Exercise input Block Start

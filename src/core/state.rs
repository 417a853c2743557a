//! State and event identifiers, and bitmask state sets.
//!
//! States and events are small integer identifiers supplied by the
//! consumer, typically as `const` bindings or `enum` discriminants cast
//! to [`StateId`]/[`EventId`]. A [`StateSet`] packs up to [`MAX_STATES`]
//! states into a single 32-bit mask for O(1) membership tests.

use serde::{Deserialize, Serialize};
use std::fmt;
use std::ops::{BitOr, BitOrAssign};

/// Identifier of a single state. Valid states are `0..MAX_STATES`.
pub type StateId = u8;

/// Identifier of an event presented to the machine.
pub type EventId = u8;

/// Maximum number of distinct states a machine can address.
///
/// This is the width of the [`StateSet`] mask; transition targets are
/// validated against it when a [`Machine`](crate::core::Machine) is built.
pub const MAX_STATES: usize = 32;

/// A set of states, one bit per state.
///
/// Bit *i* set means state *i* is a member. Transition rules use a
/// `StateSet` to declare the source states they may fire from.
///
/// States at or above [`MAX_STATES`] are silently outside every set:
/// inserting one is a no-op and membership tests for one return `false`.
///
/// # Example
///
/// ```rust
/// use gearbox::StateSet;
///
/// const IDLE: u8 = 0;
/// const RUNNING: u8 = 1;
/// const STOPPED: u8 = 2;
///
/// let restartable = StateSet::of(&[IDLE, STOPPED]);
///
/// assert!(restartable.contains(IDLE));
/// assert!(restartable.contains(STOPPED));
/// assert!(!restartable.contains(RUNNING));
/// assert_eq!(restartable.len(), 2);
/// ```
#[derive(Copy, Clone, PartialEq, Eq, Hash, Default, Serialize, Deserialize)]
#[serde(transparent)]
pub struct StateSet(u32);

impl StateSet {
    /// The set containing no states.
    pub const EMPTY: StateSet = StateSet(0);

    /// The set containing a single state.
    pub const fn single(state: StateId) -> StateSet {
        if (state as usize) < MAX_STATES {
            StateSet(1u32 << state)
        } else {
            StateSet(0)
        }
    }

    /// The set containing every state in `states`.
    ///
    /// This is the named list constructor for building source-state
    /// masks; the [`state_set!`](crate::state_set) macro is sugar over it.
    ///
    /// ```rust
    /// use gearbox::StateSet;
    ///
    /// const TABLE: StateSet = StateSet::of(&[0, 2, 4]);
    /// assert_eq!(TABLE.bits(), 0b10101);
    /// ```
    pub const fn of(states: &[StateId]) -> StateSet {
        let mut bits = 0u32;
        let mut i = 0;
        while i < states.len() {
            if (states[i] as usize) < MAX_STATES {
                bits |= 1u32 << states[i];
            }
            i += 1;
        }
        StateSet(bits)
    }

    /// Check whether `state` is a member.
    pub const fn contains(self, state: StateId) -> bool {
        if (state as usize) < MAX_STATES {
            self.0 & (1u32 << state) != 0
        } else {
            false
        }
    }

    /// Return this set with `state` added.
    pub const fn with(self, state: StateId) -> StateSet {
        if (state as usize) < MAX_STATES {
            StateSet(self.0 | (1u32 << state))
        } else {
            self
        }
    }

    /// Add `state` to the set in place.
    pub fn insert(&mut self, state: StateId) {
        *self = self.with(state);
    }

    /// Number of states in the set.
    pub const fn len(self) -> usize {
        self.0.count_ones() as usize
    }

    /// Check whether the set is empty.
    pub const fn is_empty(self) -> bool {
        self.0 == 0
    }

    /// The raw 32-bit mask.
    pub const fn bits(self) -> u32 {
        self.0
    }

    /// Reconstruct a set from a raw mask.
    pub const fn from_bits(bits: u32) -> StateSet {
        StateSet(bits)
    }

    /// Iterate over the member states in ascending order.
    pub fn iter(self) -> impl Iterator<Item = StateId> {
        (0..MAX_STATES as StateId).filter(move |&state| self.contains(state))
    }
}

impl BitOr for StateSet {
    type Output = StateSet;

    fn bitor(self, rhs: StateSet) -> StateSet {
        StateSet(self.0 | rhs.0)
    }
}

impl BitOrAssign for StateSet {
    fn bitor_assign(&mut self, rhs: StateSet) {
        self.0 |= rhs.0;
    }
}

impl FromIterator<StateId> for StateSet {
    fn from_iter<I: IntoIterator<Item = StateId>>(iter: I) -> StateSet {
        let mut set = StateSet::EMPTY;
        for state in iter {
            set.insert(state);
        }
        set
    }
}

impl Extend<StateId> for StateSet {
    fn extend<I: IntoIterator<Item = StateId>>(&mut self, iter: I) {
        for state in iter {
            self.insert(state);
        }
    }
}

impl fmt::Debug for StateSet {
    fn fmt(&self, f: &mut fmt::Formatter<'_>) -> fmt::Result {
        write!(f, "StateSet")?;
        f.debug_set().entries(self.iter()).finish()
    }
}

#[cfg(test)]
mod tests {
    use super::*;

    #[test]
    fn empty_set_contains_nothing() {
        for state in 0..MAX_STATES as StateId {
            assert!(!StateSet::EMPTY.contains(state));
        }
        assert!(StateSet::EMPTY.is_empty());
        assert_eq!(StateSet::EMPTY.len(), 0);
    }

    #[test]
    fn single_sets_exactly_one_bit() {
        let set = StateSet::single(3);
        assert_eq!(set.bits(), 0b1000);
        assert!(set.contains(3));
        assert!(!set.contains(2));
        assert_eq!(set.len(), 1);
    }

    #[test]
    fn of_collects_all_listed_states() {
        let set = StateSet::of(&[0, 1, 5]);
        assert!(set.contains(0));
        assert!(set.contains(1));
        assert!(set.contains(5));
        assert!(!set.contains(4));
        assert_eq!(set.len(), 3);
    }

    #[test]
    fn out_of_range_states_are_ignored() {
        let set = StateSet::of(&[0, 32, 255]);
        assert_eq!(set.bits(), 0b1);
        assert!(!set.contains(32));
        assert!(!set.contains(255));

        let same = StateSet::single(0).with(40);
        assert_eq!(same, StateSet::single(0));
    }

    #[test]
    fn highest_valid_state_is_representable() {
        let set = StateSet::single(31);
        assert!(set.contains(31));
        assert_eq!(set.bits(), 1 << 31);
    }

    #[test]
    fn union_combines_members() {
        let set = StateSet::single(1) | StateSet::single(4);
        assert!(set.contains(1));
        assert!(set.contains(4));
        assert_eq!(set.len(), 2);
    }

    #[test]
    fn from_iterator_builds_set() {
        let set: StateSet = [2u8, 7, 2].into_iter().collect();
        assert_eq!(set, StateSet::of(&[2, 7]));
    }

    #[test]
    fn iter_yields_members_in_order() {
        let set = StateSet::of(&[9, 0, 4]);
        let members: Vec<StateId> = set.iter().collect();
        assert_eq!(members, vec![0, 4, 9]);
    }

    #[test]
    fn serializes_as_raw_mask() {
        let set = StateSet::of(&[0, 3]);
        let json = serde_json::to_string(&set).unwrap();
        assert_eq!(json, "9");

        let back: StateSet = serde_json::from_str(&json).unwrap();
        assert_eq!(back, set);
    }
}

Exercise input Block End

Task brief: Using the data above, reproduce exactly the lines between those holding "in ascending order." and "type Output = StateSet;", inclusive, and no others.

Output below:
    /// Iterate over the member states in ascending order.
    pub fn iter(self) -> impl Iterator<Item = StateId> {
        (0..MAX_STATES as StateId).filter(move |&state| self.contains(state))
    }
}

impl BitOr for StateSet {
    type Output = StateSet;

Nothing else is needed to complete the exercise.